Florida to sue Obama over hardball tactics on Medicaid expansion

The Obama administration is ratcheting up pressure against Florida to expand Medicaid through President Obama’s healthcare law — and now Gov. Rick Scott, a Republican, said he will sue the federal government in response.

Though Scott had backed the Medicaid expansion in the past, his efforts were thwarted by the state legislature, and he has since come out opposed to it. Currently, the more conservative Florida House is blocking efforts to expand the program, while the Senate has backed a version of the expansion.

Florida is one of the largest states that has yet to expand Medicaid through Obamacare, and it remains a big prize for the administration. The latest tool being employed by the Obama administration’s Centers for Medicare and Medicaid Services against the state is a program that gives money to hospitals and other healthcare providers who give care to the uninsured.

Florida’s Low Income Pool, or LIP, started in 2006 as a way to make sure the providers received some sort of payment for services that would otherwise go uncompensated.
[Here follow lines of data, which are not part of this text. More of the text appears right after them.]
pub async fn init_pool(database_url: &str) -> Result<Pool> {
    let normalized = prepare_sqlite_url(database_url);
    let options = SqliteConnectOptions::from_str(&normalized)
        .with_context(|| format!("invalid database url {normalized}"))?
        .create_if_missing(true)
        .journal_mode(SqliteJournalMode::Wal)
        .synchronous(SqliteSynchronous::Full);
    let pool = SqlitePool::connect_with(options).await?;
    Ok(pool)
}

/// Single-connection in-memory database with migrations applied.
///
/// Every pooled connection to `sqlite::memory:` opens its own database, so the
/// pool is capped at one connection and never recycles it.
pub async fn connect_in_memory() -> Result<Pool> {
    let pool = SqlitePoolOptions::new()
        .max_connections(1)
        .idle_timeout(None)
        .max_lifetime(None)
        .connect("sqlite::memory:")
        .await?;
    run_migrations(&pool).await?;
    Ok(pool)
}

/// If using a file-backed SQLite URL, expand a leading `~/` and ensure the parent
/// directory exists. Leaves in-memory URLs untouched. Returns possibly-updated URL.
fn prepare_sqlite_url(url: &str) -> String {
    if !url.starts_with("sqlite:") || url.starts_with("sqlite::memory") {
        return url.to_string();
    }

    let rest = &url["sqlite:".len()..];
    let path_with_query = rest.strip_prefix("//").unwrap_or(rest);
    let (path_part, query_part) = match path_with_query.split_once('?') {
        Some((p, q)) => (p, Some(q)),
        None => (path_with_query, None),
    };

    if path_part.is_empty() {
        return url.to_string();
    }

    let expanded_path = match (path_part.strip_prefix("~/"), std::env::var("HOME")) {
        (Some(rest), Ok(home)) => format!("{}/{}", home.trim_end_matches('/'), rest),
        _ => path_part.to_string(),
    };

    if let Some(parent) = std::path::Path::new(&expanded_path).parent() {
        if !parent.as_os_str().is_empty() {
            let _ = std::fs::create_dir_all(parent);
        }
    }

    let mut rebuilt = String::from("sqlite://");
    rebuilt.push_str(&expanded_path);
    if let Some(q) = query_part {
        rebuilt.push('?');
        rebuilt.push_str(q);
    }
    rebuilt
}
//! Moves passes whose end time has passed from IN_PROGRESS to EXPIRED.

use crate::batch::{ChunkOrientedStep, ChunkStep, Job, JobContext, Keyed};
use crate::config::ExpirePasses as ExpirePassesConfig;
use crate::db;
use crate::model::{Pass, PassStatus};
use anyhow::Result;
use async_trait::async_trait;
use chrono::{DateTime, Utc};
use sqlx::SqliteConnection;

pub const JOB_NAME: &str = "expire_passes";
pub const STEP_NAME: &str = "expire_passes_step";

impl Keyed for Pass {
    fn seq(&self) -> i64 {
        self.pass_seq
    }
}

pub fn expire(mut pass: Pass, now: DateTime<Utc>) -> Pass {
    pass.status = PassStatus::Expired;
    pass.expired_at = Some(now);
    pass
}

pub struct ExpirePassesStep;

#[async_trait]
impl ChunkStep for ExpirePassesStep {
    type Item = Pass;
    type Output = Pass;

    async fn read(
        &self,
        conn: &mut SqliteConnection,
        ctx: &JobContext,
        after_seq: i64,
        limit: i64,
    ) -> Result<Vec<Pass>> {
        db::find_passes_ended_by(conn, PassStatus::InProgress, ctx.now, after_seq, limit).await
    }

    async fn process(&self, ctx: &JobContext, item: Pass) -> Result<Option<Pass>> {
        Ok(Some(expire(item, ctx.now)))
    }

    async fn write(
        &self,
        conn: &mut SqliteConnection,
        ctx: &JobContext,
        items: Vec<Pass>,
    ) -> Result<u64> {
        db::update_pass_states(conn, &items, ctx.now).await
    }
}

pub fn job(cfg: &ExpirePassesConfig) -> Job {
    Job::new(JOB_NAME).step(ChunkOrientedStep::new(
        STEP_NAME,
        cfg.chunk_size,
        ExpirePassesStep,
    ))
}
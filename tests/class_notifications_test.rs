use anyhow::{anyhow, Result};
use chrono::{Duration, Utc};
use pass_batch::batch::JobLauncher;
use pass_batch::config::ClassNotifications;
use pass_batch::db;
use pass_batch::jobs::class_notifications;
use pass_batch::model::{BookingStatus, NewPass, PassStatus, RunStatus, UserStatus};
use pass_batch::notifier::NotificationSender;
use serde_json::{json, Map};
use std::collections::VecDeque;
use std::sync::Arc;
use tokio::sync::Mutex;

async fn setup_pool() -> sqlx::SqlitePool {
    db::connect_in_memory().await.unwrap()
}

#[derive(Clone, Default)]
struct RecordingSender {
    responses: Arc<Mutex<VecDeque<Result<()>>>>,
    calls: Arc<Mutex<Vec<(String, String)>>>,
}

impl RecordingSender {
    fn with_responses(responses: Vec<Result<()>>) -> Self {
        Self {
            responses: Arc::new(Mutex::new(VecDeque::from(responses))),
            ..Default::default()
        }
    }

    async fn calls(&self) -> Vec<(String, String)> {
        self.calls.lock().await.clone()
    }
}

#[async_trait::async_trait]
impl NotificationSender for RecordingSender {
    async fn send(&self, uuid: &str, text: &str) -> Result<()> {
        self.calls
            .lock()
            .await
            .push((uuid.to_string(), text.to_string()));
        self.responses.lock().await.pop_front().unwrap_or(Ok(()))
    }
}

/// Creates a user (optionally with a messenger uuid) holding one pass; returns the pass id.
async fn user_with_pass(pool: &sqlx::SqlitePool, package: i64, user_id: &str, uuid: Option<&str>) -> i64 {
    let mut meta = Map::new();
    if let Some(uuid) = uuid {
        meta.insert("uuid".into(), json!(uuid));
    }
    db::insert_user(pool, user_id, "Member", UserStatus::Active, Some("010-0000-0000"), &meta)
        .await
        .unwrap();

    let now = Utc::now();
    let mut conn = pool.acquire().await.unwrap();
    db::insert_passes(
        &mut conn,
        &[NewPass {
            package_seq: package,
            user_id: user_id.to_string(),
            status: PassStatus::InProgress,
            remaining_count: Some(10),
            started_at: now - Duration::days(1),
            ended_at: Some(now + Duration::days(30)),
        }],
        now,
    )
    .await
    .unwrap();
    drop(conn);

    db::find_passes_by_user(pool, user_id).await.unwrap()[0].pass_seq
}

fn cfg() -> ClassNotifications {
    ClassNotifications {
        chunk_size: 10,
        lead_minutes: 10,
        utc_offset_minutes: 0,
    }
}

fn launcher(pool: &sqlx::SqlitePool) -> JobLauncher {
    JobLauncher::new(pool.clone(), Duration::hours(2))
}

#[tokio::test]
async fn test_due_bookings_are_queued_and_sent() {
    let pool = setup_pool().await;
    let now = Utc::now();
    let package = db::insert_package(&pool, "Group PT", Some(10), Some(30))
        .await
        .unwrap();
    let p1 = user_with_pass(&pool, package, "U1", Some("kakao-U1")).await;
    let p2 = user_with_pass(&pool, package, "U2", None).await;

    let class = |mins: i64| (now + Duration::minutes(mins), now + Duration::minutes(mins + 50));
    let (s, e) = class(5);
    let due = db::insert_booking(&pool, p1, "U1", BookingStatus::Ready, s, e).await.unwrap();
    let (s, e) = class(8);
    let no_uuid = db::insert_booking(&pool, p2, "U2", BookingStatus::Ready, s, e).await.unwrap();
    let (s, e) = class(30);
    db::insert_booking(&pool, p1, "U1", BookingStatus::Ready, s, e).await.unwrap();
    let (s, e) = class(5);
    db::insert_booking(&pool, p1, "U1", BookingStatus::Cancelled, s, e).await.unwrap();
    let (s, e) = class(-30);
    db::insert_booking(&pool, p1, "U1", BookingStatus::Ready, s, e).await.unwrap();

    let sender = RecordingSender::default();
    let job = class_notifications::job(&cfg(), Arc::new(sender.clone()));
    let report = launcher(&pool).run(&job, now).await.unwrap();
    assert!(report.is_success());
    assert_eq!(report.steps.len(), 2);

    let add = &report.steps[0];
    assert_eq!(add.name, class_notifications::ADD_STEP_NAME);
    assert_eq!(add.report.read_count, 2);
    assert_eq!(add.report.write_count, 2);

    let send = &report.steps[1];
    assert_eq!(send.name, class_notifications::SEND_STEP_NAME);
    assert_eq!(send.report.read_count, 2);
    assert_eq!(send.report.filter_count, 1);
    assert_eq!(send.report.skip_count, 0);
    assert_eq!(send.report.write_count, 1);

    let calls = sender.calls().await;
    assert_eq!(calls.len(), 1);
    assert_eq!(calls[0].0, "kakao-U1");
    assert!(calls[0].1.contains("check in"));

    let notifications = db::list_notifications(&pool).await.unwrap();
    assert_eq!(notifications.len(), 2);
    let sent = notifications.iter().find(|n| n.booking_seq == due).unwrap();
    assert!(sent.sent);
    assert!(sent.sent_at.is_some());
    let unsent = notifications.iter().find(|n| n.booking_seq == no_uuid).unwrap();
    assert!(!unsent.sent);
    assert!(unsent.uuid.is_none());
}

#[tokio::test]
async fn test_rerun_does_not_duplicate_notifications() {
    let pool = setup_pool().await;
    let now = Utc::now();
    let package = db::insert_package(&pool, "Spinning", Some(8), Some(30))
        .await
        .unwrap();
    let p1 = user_with_pass(&pool, package, "U1", Some("kakao-U1")).await;
    db::insert_booking(
        &pool,
        p1,
        "U1",
        BookingStatus::Ready,
        now + Duration::minutes(3),
        now + Duration::minutes(53),
    )
    .await
    .unwrap();

    let sender = RecordingSender::default();
    let job = class_notifications::job(&cfg(), Arc::new(sender.clone()));
    launcher(&pool).run(&job, now).await.unwrap();

    let again = launcher(&pool)
        .run(&job, now + Duration::minutes(1))
        .await
        .unwrap();
    assert!(again.is_success());
    assert_eq!(again.steps[0].report.read_count, 1);
    assert_eq!(again.steps[0].report.write_count, 0);
    assert_eq!(again.steps[1].report.read_count, 0);

    assert_eq!(db::list_notifications(&pool).await.unwrap().len(), 1);
    assert_eq!(sender.calls().await.len(), 1);
}

#[tokio::test]
async fn test_failed_delivery_is_retried_next_run() {
    let pool = setup_pool().await;
    let now = Utc::now();
    let package = db::insert_package(&pool, "Crossfit", Some(12), Some(30))
        .await
        .unwrap();
    let p1 = user_with_pass(&pool, package, "U1", Some("kakao-U1")).await;
    db::insert_booking(
        &pool,
        p1,
        "U1",
        BookingStatus::Ready,
        now + Duration::minutes(9),
        now + Duration::minutes(59),
    )
    .await
    .unwrap();

    let sender = RecordingSender::with_responses(vec![Err(anyhow!("gateway timeout"))]);
    let job = class_notifications::job(&cfg(), Arc::new(sender.clone()));

    let first = launcher(&pool).run(&job, now).await.unwrap();
    assert!(first.is_success());
    assert_eq!(first.steps[1].report.filter_count, 0);
    assert_eq!(first.steps[1].report.skip_count, 1);
    assert_eq!(first.steps[1].report.write_count, 0);

    let history = db::step_runs_of(&pool, first.run_id).await.unwrap();
    assert_eq!(history[1].step_name, class_notifications::SEND_STEP_NAME);
    assert_eq!(history[1].status, RunStatus::Completed);
    assert_eq!((history[1].filter_count, history[1].skip_count), (0, 1));
    assert!(!db::list_notifications(&pool).await.unwrap()[0].sent);

    let second = launcher(&pool)
        .run(&job, now + Duration::minutes(1))
        .await
        .unwrap();
    assert_eq!(second.steps[1].report.write_count, 1);
    assert!(db::list_notifications(&pool).await.unwrap()[0].sent);
    assert_eq!(sender.calls().await.len(), 2);
}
Funding for the $2 billion program is set to expire in June unless the federal government extends it.

CMS has decided to use the LIP funding issue as a cudgel to get Florida to embrace the Medicaid expansion, the argument being that if Florida accepted the new Medicaid funding, the LIP program wouldn’t be as necessary.

“When the Affordable Care Act (ACA) was enacted, it established a more comprehensive approach to providing health care coverage, including Medicaid, while supporting hospitals that serve communities with the greatest needs,” CMS wrote in a Tuesday letter to Florida’s Deputy Secretary for Medicaid, Justin Senior. “Medicaid expansion would reduce uncompensated care in the state, and therefore have an impact on the LIP, which is why the state’s expansion status is an important consideration in our approach regarding extending the LIP beyond June.”
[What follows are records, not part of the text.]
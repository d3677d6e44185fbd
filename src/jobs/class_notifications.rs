//! Class reminders: queue a notification for every booking about to start,
//! then deliver the queued notifications.

use crate::batch::{ChunkOrientedStep, ChunkStep, Job, JobContext, Keyed};
use crate::config::ClassNotifications as ClassNotificationsConfig;
use crate::db::{self, DueBooking};
use crate::model::{BookingStatus, NewNotification, Notification, NotificationEvent};
use crate::notifier::NotificationSender;
use anyhow::{Context, Result};
use async_trait::async_trait;
use chrono::{Duration, FixedOffset, Offset, Utc};
use sqlx::SqliteConnection;
use std::sync::Arc;
use tracing::warn;

pub const JOB_NAME: &str = "class_notifications";
pub const ADD_STEP_NAME: &str = "add_notification_step";
pub const SEND_STEP_NAME: &str = "send_notification_step";

const MAX_LEAD_MINUTES: u64 = 60 * 24 * 365;

impl Keyed for DueBooking {
    fn seq(&self) -> i64 {
        self.booking.booking_seq
    }
}

impl Keyed for Notification {
    fn seq(&self) -> i64 {
        self.notification_seq
    }
}

/// Class start is printed in the gym's local time, `offset` from UTC.
pub fn reminder_text(due: &DueBooking, offset: FixedOffset) -> String {
    format!(
        "Your class starts at {}. Please check in before class.",
        due.booking
            .started_at
            .with_timezone(&offset)
            .format("%Y-%m-%d %H:%M")
    )
}

pub fn build_notification(due: &DueBooking, offset: FixedOffset) -> NewNotification {
    NewNotification {
        booking_seq: due.booking.booking_seq,
        user_id: due.user.user_id.clone(),
        uuid: due.user.messenger_uuid().map(str::to_string),
        event: NotificationEvent::BeforeClass,
        text: reminder_text(due, offset),
    }
}

/// Reads READY bookings starting within `lead` of the job clock.
pub struct AddNotificationStep {
    lead: Duration,
    offset: FixedOffset,
}

impl AddNotificationStep {
    pub fn new(lead: Duration, offset: FixedOffset) -> Self {
        Self { lead, offset }
    }
}

#[async_trait]
impl ChunkStep for AddNotificationStep {
    type Item = DueBooking;
    type Output = NewNotification;

    async fn read(
        &self,
        conn: &mut SqliteConnection,
        ctx: &JobContext,
        after_seq: i64,
        limit: i64,
    ) -> Result<Vec<DueBooking>> {
        db::find_bookings_starting_between(
            conn,
            BookingStatus::Ready,
            ctx.now,
            ctx.now + self.lead,
            after_seq,
            limit,
        )
        .await
    }

    async fn process(&self, _ctx: &JobContext, item: DueBooking) -> Result<Option<NewNotification>> {
        Ok(Some(build_notification(&item, self.offset)))
    }

    async fn write(
        &self,
        conn: &mut SqliteConnection,
        ctx: &JobContext,
        items: Vec<NewNotification>,
    ) -> Result<u64> {
        db::insert_notifications_if_absent(conn, &items, ctx.now).await
    }
}

/// Delivers unsent reminders.
///
/// Reminders without a messenger uuid are filtered. A failed delivery is
/// counted as skipped and stays unsent for the next run.
///
/// Deliveries happen inside the chunk transaction, so a chunk holds its read
/// snapshot for up to `chunk_size` webhook timeouts. Keep the chunk small when
/// other writers share the database file.
pub struct SendNotificationStep {
    sender: Arc<dyn NotificationSender>,
}

impl SendNotificationStep {
    pub fn new(sender: Arc<dyn NotificationSender>) -> Self {
        Self { sender }
    }
}

#[async_trait]
impl ChunkStep for SendNotificationStep {
    type Item = Notification;
    type Output = Notification;

    async fn read(
        &self,
        conn: &mut SqliteConnection,
        _ctx: &JobContext,
        after_seq: i64,
        limit: i64,
    ) -> Result<Vec<Notification>> {
        db::find_unsent_notifications(conn, NotificationEvent::BeforeClass, after_seq, limit).await
    }

    async fn process(
        &self,
        ctx: &JobContext,
        mut item: Notification,
    ) -> Result<Option<Notification>> {
        let Some(uuid) = item.uuid.as_deref() else {
            warn!(
                notification = item.notification_seq,
                user = %item.user_id,
                "no messenger uuid; filtered"
            );
            return Ok(None);
        };

        self.sender
            .send(uuid, &item.text)
            .await
            .with_context(|| format!("delivery of notification {} failed", item.notification_seq))?;

        item.sent = true;
        item.sent_at = Some(ctx.now);
        Ok(Some(item))
    }

    async fn write(
        &self,
        conn: &mut SqliteConnection,
        ctx: &JobContext,
        items: Vec<Notification>,
    ) -> Result<u64> {
        db::mark_notifications_sent(conn, &items, ctx.now).await
    }

    fn skip_on_process_error(&self) -> bool {
        true
    }
}

pub fn job(cfg: &ClassNotificationsConfig, sender: Arc<dyn NotificationSender>) -> Job {
    let lead = Duration::minutes(cfg.lead_minutes.min(MAX_LEAD_MINUTES) as i64);
    let offset = FixedOffset::east_opt(cfg.utc_offset_minutes.saturating_mul(60))
        .unwrap_or_else(|| Utc.fix());
    Job::new(JOB_NAME)
        .step(ChunkOrientedStep::new(
            ADD_STEP_NAME,
            cfg.chunk_size,
            AddNotificationStep::new(lead, offset),
        ))
        .step(ChunkOrientedStep::new(
            SEND_STEP_NAME,
            cfg.chunk_size,
            SendNotificationStep::new(sender),
        ))
}

#[cfg(test)]
mod tests {
    use super::*;
    use crate::model::{Booking, User, UserStatus};
    use chrono::TimeZone;
    use serde_json::{json, Map};

    fn due(meta: Map<String, serde_json::Value>) -> DueBooking {
        let start = Utc.with_ymd_and_hms(2024, 5, 2, 18, 30, 0).unwrap();
        DueBooking {
            booking: Booking {
                booking_seq: 11,
                pass_seq: 4,
                user_id: "A1000000".into(),
                status: BookingStatus::Ready,
                used_pass: false,
                attended: false,
                started_at: start,
                ended_at: start + Duration::hours(1),
                cancelled_at: None,
            },
            user: User {
                user_id: "A1000000".into(),
                user_name: "Lee".into(),
                status: UserStatus::Active,
                phone: None,
                meta,
                created_at: start,
                modified_at: start,
            },
        }
    }

    #[test]
    fn notification_carries_uuid_and_start_time() {
        let mut meta = Map::new();
        meta.insert("uuid".into(), json!("kakao-1"));
        let n = build_notification(&due(meta), Utc.fix());

        assert_eq!(n.booking_seq, 11);
        assert_eq!(n.user_id, "A1000000");
        assert_eq!(n.uuid.as_deref(), Some("kakao-1"));
        assert_eq!(n.event, NotificationEvent::BeforeClass);
        assert!(n.text.contains("2024-05-02 18:30"));
    }

    #[test]
    fn notification_without_uuid_still_built() {
        let n = build_notification(&due(Map::new()), Utc.fix());
        assert_eq!(n.uuid, None);
    }

    #[test]
    fn reminder_prints_local_class_time() {
        let seoul = FixedOffset::east_opt(9 * 3600).unwrap();
        let text = reminder_text(&due(Map::new()), seoul);
        assert!(text.contains("2024-05-03 03:30"), "{text}");

        let new_york = FixedOffset::west_opt(5 * 3600).unwrap();
        let text = reminder_text(&due(Map::new()), new_york);
        assert!(text.contains("2024-05-02 13:30"), "{text}");
    }
}
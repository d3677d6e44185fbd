//! Scheduled maintenance jobs for gym membership passes.
//!
//! Each job is a list of steps run by [`batch::JobLauncher`]; every run is
//! recorded in the run-history tables.

pub mod batch;
pub mod config;
pub mod db;
pub mod jobs;
pub mod model;
pub mod notifier;
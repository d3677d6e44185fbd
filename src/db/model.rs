//! View models returned by joined queries.
//!
//! Plain entities live in `crate::model`; the structs here only exist because a
//! query returns more than one entity per row.

use crate::model::{Booking, User};

/// A booking whose class starts inside the notification window, together with
/// the user who owns it.
#[derive(Debug, Clone)]
pub struct DueBooking {
    pub booking: Booking,
    pub user: User,
}

/// Page selector for list queries ordered by sequence id.
#[derive(Debug, Clone, Copy, PartialEq, Eq)]
pub struct PageRequest {
    pub page: u32,
    pub size: u32,
    pub direction: SortDirection,
}

#[derive(Debug, Clone, Copy, PartialEq, Eq)]
pub enum SortDirection {
    Asc,
    Desc,
}

impl SortDirection {
    pub fn as_sql(&self) -> &'static str {
        match self {
            SortDirection::Asc => "ASC",
            SortDirection::Desc => "DESC",
        }
    }
}

impl PageRequest {
    pub fn of(page: u32, size: u32, direction: SortDirection) -> Self {
        Self {
            page,
            size,
            direction,
        }
    }

    pub fn offset(&self) -> i64 {
        i64::from(self.page) * i64::from(self.size)
    }
}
A copy of the letter was obtained from CMS and is posted in full below.

In response to an email inquiry from the Washington Examiner, a CMS spokesman wrote, “we articulated to the state that we believe the future of LIP, sufficient provider rates, and Medicaid expansion are all linked in considering a solution for Florida.”
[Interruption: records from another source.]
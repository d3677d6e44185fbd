//! Minimal batch runtime: chunk-oriented and tasklet steps, jobs as ordered
//! step lists, and a launcher that records every run in the history tables.

pub mod launcher;
pub mod step;

use chrono::{DateTime, Utc};
use thiserror::Error;

pub use launcher::{Job, JobLauncher, JobReport, StepOutcome};
pub use step::{
    ChunkOrientedStep, ChunkStep, Keyed, Step, StepFailure, StepReport, Tasklet, TaskletStep,
};

#[derive(Debug, Error)]
pub enum BatchError {
    #[error("job {job} is already running (run {run_key})")]
    AlreadyRunning { job: String, run_key: String },
    #[error("step {step} failed: {source:#}")]
    Step {
        step: String,
        #[source]
        source: anyhow::Error,
    },
    #[error("run history unavailable: {0:#}")]
    History(#[source] anyhow::Error),
}

/// Per-run values shared by every step of a job execution.
#[derive(Debug, Clone)]
pub struct JobContext {
    pub run_id: i64,
    pub run_key: String,
    pub job_name: String,
    /// Job clock, fixed when the run starts.
    pub now: DateTime<Utc>,
}
// Authentication types

use serde::{Deserialize, Serialize};

/// Roles the backend issues. Closed set; comparisons go through the
/// predicates instead of string matching.
#[derive(Debug, Clone, Copy, PartialEq, Eq, Serialize, Deserialize)]
#[serde(rename_all = "SCREAMING_SNAKE_CASE")]
pub enum Role {
    Superadmin,
    Admin,
    Student,
}

impl Role {
    /// Admin-or-above: superadmins can do everything admins can
    pub fn is_admin(&self) -> bool {
        matches!(self, Role::Admin | Role::Superadmin)
    }

    pub fn is_superadmin(&self) -> bool {
        matches!(self, Role::Superadmin)
    }

    pub fn is_student(&self) -> bool {
        matches!(self, Role::Student)
    }

    pub fn as_str(&self) -> &'static str {
        match self {
            Role::Superadmin => "SUPERADMIN",
            Role::Admin => "ADMIN",
            Role::Student => "STUDENT",
        }
    }
}

impl std::fmt::Display for Role {
    fn fmt(&self, f: &mut std::fmt::Formatter<'_>) -> std::fmt::Result {
        f.write_str(self.as_str())
    }
}

/// Login credentials; transient, never persisted
#[derive(Debug, Clone, Serialize)]
pub struct LoginRequest {
    pub username: String,
    pub password: String,
}

/// Registration payload
#[derive(Debug, Clone, Serialize)]
pub struct RegisterRequest {
    pub username: String,
    pub password: String,
    pub role: Role,
}

/// Body of the refresh-token exchange
#[derive(Debug, Clone, Serialize)]
#[serde(rename_all = "camelCase")]
pub struct RefreshTokenRequest {
    pub refresh_token: String,
}

/// Token pair plus identity, returned by both login and refresh
#[derive(Debug, Clone, Deserialize)]
#[serde(rename_all = "camelCase")]
pub struct JwtAuthResponse {
    pub access_token: String,
    pub refresh_token: String,
    pub token_type: String,
    pub user_id: i64,
    pub username: String,
    pub role: Role,
}

/// Identity stored alongside the token pair; lifecycle bound to it
#[derive(Debug, Clone, Serialize, Deserialize, PartialEq, Eq)]
pub struct SessionUser {
    pub id: i64,
    pub username: String,
    pub role: Role,
}

impl From<&JwtAuthResponse> for SessionUser {
    fn from(response: &JwtAuthResponse) -> Self {
        SessionUser {
            id: response.user_id,
            username: response.username.clone(),
            role: response.role,
        }
    }
}
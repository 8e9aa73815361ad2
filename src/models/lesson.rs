use chrono::{NaiveDate, NaiveDateTime};
use serde::{Deserialize, Serialize};

use super::course::Course;

#[derive(Debug, Clone, Serialize, Deserialize)]
#[serde(rename_all = "camelCase")]
pub struct Lesson {
    pub id: i64,
    pub name: String,
    #[serde(skip_serializing_if = "Option::is_none")]
    pub description: Option<String>,
    pub date: Option<NaiveDate>,
    #[serde(skip_serializing_if = "Option::is_none")]
    pub default_score: Option<f64>,
    pub created_at: Option<NaiveDateTime>,
    pub updated_at: Option<NaiveDateTime>,
    #[serde(skip_serializing_if = "Option::is_none")]
    pub course: Option<Box<Course>>,
}

#[derive(Debug, Clone, Serialize)]
#[serde(rename_all = "camelCase")]
pub struct LessonCreateRequest {
    pub name: String,
    #[serde(skip_serializing_if = "Option::is_none")]
    pub description: Option<String>,
    pub date: NaiveDate,
    #[serde(skip_serializing_if = "Option::is_none")]
    pub default_score: Option<f64>,
    #[serde(skip_serializing_if = "Option::is_none")]
    pub course_id: Option<i64>,
    /// Superadmin creation across several courses
    #[serde(skip_serializing_if = "Option::is_none")]
    pub course_ids: Option<Vec<i64>>,
}

#[derive(Debug, Clone, Default, Serialize)]
#[serde(rename_all = "camelCase")]
pub struct LessonUpdateRequest {
    #[serde(skip_serializing_if = "Option::is_none")]
    pub name: Option<String>,
    #[serde(skip_serializing_if = "Option::is_none")]
    pub description: Option<String>,
    #[serde(skip_serializing_if = "Option::is_none")]
    pub date: Option<NaiveDate>,
    #[serde(skip_serializing_if = "Option::is_none")]
    pub default_score: Option<f64>,
    #[serde(skip_serializing_if = "Option::is_none")]
    pub course_id: Option<i64>,
    #[serde(skip_serializing_if = "Option::is_none")]
    pub course_ids: Option<Vec<i64>>,
}

/// Payload for the superadmin bulk move endpoint
#[derive(Debug, Clone, Serialize)]
#[serde(rename_all = "camelCase")]
pub struct BulkMoveRequest {
    pub lesson_ids: Vec<i64>,
    pub target_course_id: i64,
}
On Thursday, Scott announced he was taking legal action against the Obama administration.

“It is appalling that President Obama would cut off federal healthcare dollars to Florida in an effort to force our state further into Obamacare,” Scott said in a released statement.

Florida led the lawsuit against the administration that prompted the Supreme Court in 2012 to give states a choice on whether or not to expand Medicaid. As Obamacare was originally written, states that didn’t expand Medicaid would lose all of their existing funding for the program, which would be a massive financial hit that no states could reasonably bear. The Supreme Court ruled that it was unconstitutionally coercive to condition funding for the old program on acceptance of the newly expanded program.

Scott, in announcing the decision, said linking LIP funding to the Medicaid expansion would “violate the law by crossing the line into a coercion tactic for Obamacare.”